Let your flock out into the run or yard and take some time to clean the inside of the coop thoroughly. Be sure to clean out all the droppings, old bedding and nest box material, and give it a good rinse. Take care to not use any cleaners that are toxic and only use mild dish soap or natural cleaning agents. Some backyard chicken keepers use insecticides, like Permethrin 10 after rinsing the coop as well to prevent fleas, mites, and lice in the wintertime. It’s also a good idea to clear all the dust off the walls and ceilings as well.

Secure all feed and pest-attracting materials.

As we mentioned before, rodents will be on the hunt for food in the winter. The last thing you want is for your feed to be overrun by mice in the wintertime. You should store your feed in a sturdy garbage container or plastic bin. This is best practice even in the summer months, but especially important in the wintertime.

Insulating and Heating your Chicken Coop

It’s not necessary to go crazy on this one. Chickens are naturally hardy birds, and their feathers will be enough to keep them warm in the winter for the most part. Here’s what you want to look out for: 

1) Make sure there are no drafts in the coop. If a hen’s feathers are being blown up by icy winter wind, they can’t do much in the way of keeping her warm. 

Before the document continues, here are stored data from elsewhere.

//! Error taxonomy surfaced by the session engine.

use std::time::Duration;

use bytes::Bytes;

use crate::state::SessionState;
use crate::wire::MalformedFrame;

/// Failure reported by the RTI inside a Reply. The payload is passed through
/// untouched for the service layer to decode.
#[derive(Debug, Clone, PartialEq, Eq)]
pub struct ServiceError {
    payload: Bytes,
}

impl ServiceError {
    pub fn new(payload: impl Into<Bytes>) -> Self {
        Self {
            payload: payload.into(),
        }
    }

    pub fn payload(&self) -> &Bytes {
        &self.payload
    }

    pub fn into_payload(self) -> Bytes {
        self.payload
    }
}

impl std::fmt::Display for ServiceError {
    fn fmt(&self, f: &mut std::fmt::Formatter<'_>) -> std::fmt::Result {
        write!(f, "{}", String::from_utf8_lossy(&self.payload))
    }
}

impl std::error::Error for ServiceError {}

/// Error returned by session operations.
///
/// `Clone` so that a single transport or protocol failure can be fanned out to
/// every pending call and every blocked evoke.
#[derive(Debug, Clone, PartialEq, thiserror::Error)]
pub enum SessionError {
    /// Dial or handshake failure. The session stays Disconnected.
    #[error("failed to connect to {endpoint}: {reason}")]
    Connect { endpoint: String, reason: String },

    /// Write to the transport failed.
    #[error("transport error: {0}")]
    Transport(String),

    /// The connection went away while the operation was outstanding.
    #[error("connection lost: {0}")]
    ConnectionLost(String),

    #[error("call {sequence} timed out after {timeout:?}")]
    CallTimeout { sequence: u64, timeout: Duration },

    #[error("malformed frame: {0}")]
    MalformedFrame(#[from] MalformedFrame),

    #[error("protocol violation: {0}")]
    ProtocolViolation(String),

    /// Precondition violation. Nothing was sent.
    #[error("{operation} is not allowed while {state}")]
    InvalidState {
        operation: &'static str,
        state: SessionState,
    },

    #[error("service error reported by RTI: {0}")]
    Service(ServiceError),

    #[error("evoke is not allowed from within a callback")]
    EvokeWithinCallback,

    #[error("unbounded evoke is disabled by configuration")]
    UnboundedEvoke,

    /// The same operation is already running on this session. Nothing was sent.
    #[error("{operation} is already in progress")]
    InProgress { operation: &'static str },
}

impl SessionError {
    pub fn invalid_state(operation: &'static str, state: SessionState) -> Self {
        Self::InvalidState { operation, state }
    }

    pub(crate) fn connection_lost(reason: impl Into<String>) -> Self {
        Self::ConnectionLost(reason.into())
    }

    /// The session that produced this error can no longer carry calls.
    pub fn is_fatal(&self) -> bool {
        matches!(
            self,
            Self::Transport(_)
                | Self::ConnectionLost(_)
                | Self::MalformedFrame(_)
                | Self::ProtocolViolation(_)
        )
    }

    /// Retrying the same operation may succeed.
    ///
    /// A timed-out call may still have executed on the RTI; callers retry at
    /// their own risk since delivery is at-most-once.
    pub fn is_retryable(&self) -> bool {
        matches!(self, Self::Connect { .. } | Self::CallTimeout { .. })
    }

    pub fn as_service_error(&self) -> Option<&ServiceError> {
        match self {
            Self::Service(e) => Some(e),
            _ => None,
        }
    }
}

/// Error returned by a federate's callback handler.
#[derive(Debug, Clone, PartialEq, Eq, thiserror::Error)]
#[error("{message}")]
pub struct CallbackError {
    message: String,
}

impl CallbackError {
    pub fn new(message: impl Into<String>) -> Self {
        Self {
            message: message.into(),
        }
    }

    pub fn message(&self) -> &str {
        &self.message
    }
}

#[cfg(test)]
mod tests {
    use super::*;

    #[test]
    fn fatal_classification() {
        assert!(SessionError::connection_lost("reset").is_fatal());
        assert!(SessionError::ProtocolViolation("dup".into()).is_fatal());
        assert!(SessionError::MalformedFrame(MalformedFrame::UnknownType(0)).is_fatal());
        assert!(!SessionError::invalid_state("call", SessionState::Connected).is_fatal());
        assert!(
            !SessionError::CallTimeout {
                sequence: 1,
                timeout: Duration::from_millis(5)
            }
            .is_fatal()
        );
    }

    #[test]
    fn retryable_classification() {
        assert!(
            SessionError::Connect {
                endpoint: "tcp://localhost:15164".into(),
                reason: "refused".into()
            }
            .is_retryable()
        );
        assert!(!SessionError::connection_lost("reset").is_retryable());
        assert!(!SessionError::Service(ServiceError::new("x")).is_retryable());
    }

    #[test]
    fn display_messages() {
        assert_eq!(
            SessionError::invalid_state("join", SessionState::Joined).to_string(),
            "join is not allowed while joined"
        );
        assert_eq!(
            SessionError::InProgress { operation: "join" }.to_string(),
            "join is already in progress"
        );
        assert_eq!(
            SessionError::Service(ServiceError::new("FederateNotExecutionMember")).to_string(),
            "service error reported by RTI: FederateNotExecutionMember"
        );
        assert_eq!(
            SessionError::CallTimeout {
                sequence: 4,
                timeout: Duration::from_millis(250)
            }
            .to_string(),
            "call 4 timed out after 250ms"
        );
    }

    #[test]
    fn service_error_payload_is_verbatim() {
        let err = SessionError::Service(ServiceError::new(Bytes::from_static(&[0xff, 0x00])));
        assert_eq!(
            err.as_service_error().unwrap().payload().as_ref(),
            &[0xff, 0x00]
        );
    }
}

2) Make sure there is adequate ventilation. It may seem counter-intuitive, but you need to let some of that air in, even if it’s cold outside. If there is no airflow in the coop, you set your flock up for all kinds of health problems, and there is no way for moisture to escape - bringing me to my third point. 

3) Make sure your coop is dry. A damp coop is a breeding ground for disease. Keep it dry.

If you’re concerned about an especially cold winter, you can insulate the coop or add a heater, like our Sweeter Heater, but you likely don’t need to worry about it.

Heated Chicken Waterer (Optional)

This step is marked optional, thought it’s super convenient to not have to replace water twice a day in the cold weather. Plus, it gives you peace of mind that your birds have something to drink at all times.